Wednesday, July 20, 2016

Heroes You Should Know: Christian de Cherge



Father Christian de Cherge was the Prior of the Monastery of Our Lady of Atlas, and his tragic martyrdom was presented in the movie Of Gods and Men.

But he is a hero for how he lived, not how he died.

Born into a French military family, Christian first met Islam when he was five and his family was stationed in Algeria.  He was moved by the prayer life of the Muslims around him, and his mother taught him to respect their search for God.

As a twenty-three year old seminarian, de Cherge returned to Algeria in 1959 to complete his compulsory military service.  Technically a French soldier fighting against the Algerians, Christian formed an unlikely friendship with a Muslim police officer named Mohamed a father of ten.  They would take long walks together and discuss religion, politics, and life.  But on one of these walks the two men were ambushed by Algerian rebels.  De Cherge, dressed in his military fatigues, would have been killed on the spot but for Mohamed interceding and convincing the men to let the young Frenchman go free.

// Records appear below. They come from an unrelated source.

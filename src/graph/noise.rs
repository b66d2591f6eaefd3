use crate::{
    dsp::noise::NoiseBuffer,
    graph::node::{GraphNode, RenderCtx},
};

/// Plays a pre-rendered noise burst once, starting at voice time zero.
pub struct NoiseNode {
    noise: NoiseBuffer,
    gain: f32,
}

impl NoiseNode {
    pub fn new(noise: NoiseBuffer) -> Self {
        Self { noise, gain: 1.0 }
    }

    pub fn with_gain(mut self, gain: f32) -> Self {
        self.gain = gain;
        self
    }
}

impl GraphNode for NoiseNode {
    fn render_block(&mut self, out: &mut [f32], ctx: &RenderCtx) {
        let first = (ctx.time * ctx.sample_rate as f64).round() as i64;
        for (i, sample) in out.iter_mut().enumerate() {
            *sample = self.noise.sample(first + i as i64) * self.gain;
        }
    }
}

“I will pray for you,” was all de Cherge could say to his friend.  The next morning Mohamed was murdered for what he’d done.  From then on, Christian committed himself to peacemaking in Algeria.  He was a brilliant student, and the hierarchy had him pegged as a rising star in the Church.  But Christian wanted the lonely desert of Algeria, not Paris.  After ordination, he studied Arabic, Islam, and the Quran, and eventually had his request to return to Africa granted in 1971.

There, in Tibhirine, Algeria, in the shadows of the Atlas Moutains, he would become the Prior of the Trappist monastery.  For decades he and his fellow monks lived with their Muslim neighbors in peace.  His form of evangelism was to offer the locals employment, medical care, and literacy tutoring.  De Cherge also organized an annual interfaith conference to foster Muslim-Christian dialogue, and even invited Muslims to stay at the monastery as his special guests.

But as the relationship between the Christian monks and the Muslim community grew, the radical Islamist group GIA became more agitated.  Several times Fr. Christian and his monks were advised to leave, but after prayer and reflection they decided to stay as witnesses to the reality of the peaceful Christian-Muslim co-existence that had been established.

Just after midnight on March 27, 1996 twenty heavily armed GIA soldiers broke into the monastery and took seven of the monks, including Fr. Christian, hostage.  One month later, after the French had refused to negotiate, the extremists released a letter stating that they had beheaded the monks.

After news of her son’s death reached Christian’s mother, she opened a letter he’d given her two years earlier, “to be opened in the event of my death”.  In it, he predicted that he would die at the hands of extremists, and then closed his letter by addressing his ‘friend of the last moment”—his murderer:

“…Yes, I want this thank you and this good-bye to be a ‘God Bless’ for you, too, because in God’s face I see yours. May we meet again as happy thieves in Paradise, if it pleases God, the Father of us both.”

The cause for Fr. Christian de Cherge’s beatification has been opened.  He is a saint for our troubled times;  a true peacemaker who loved beyond limits.


Christian de Cherge is a hero you should know.  And I’m Dr. Ross Porter.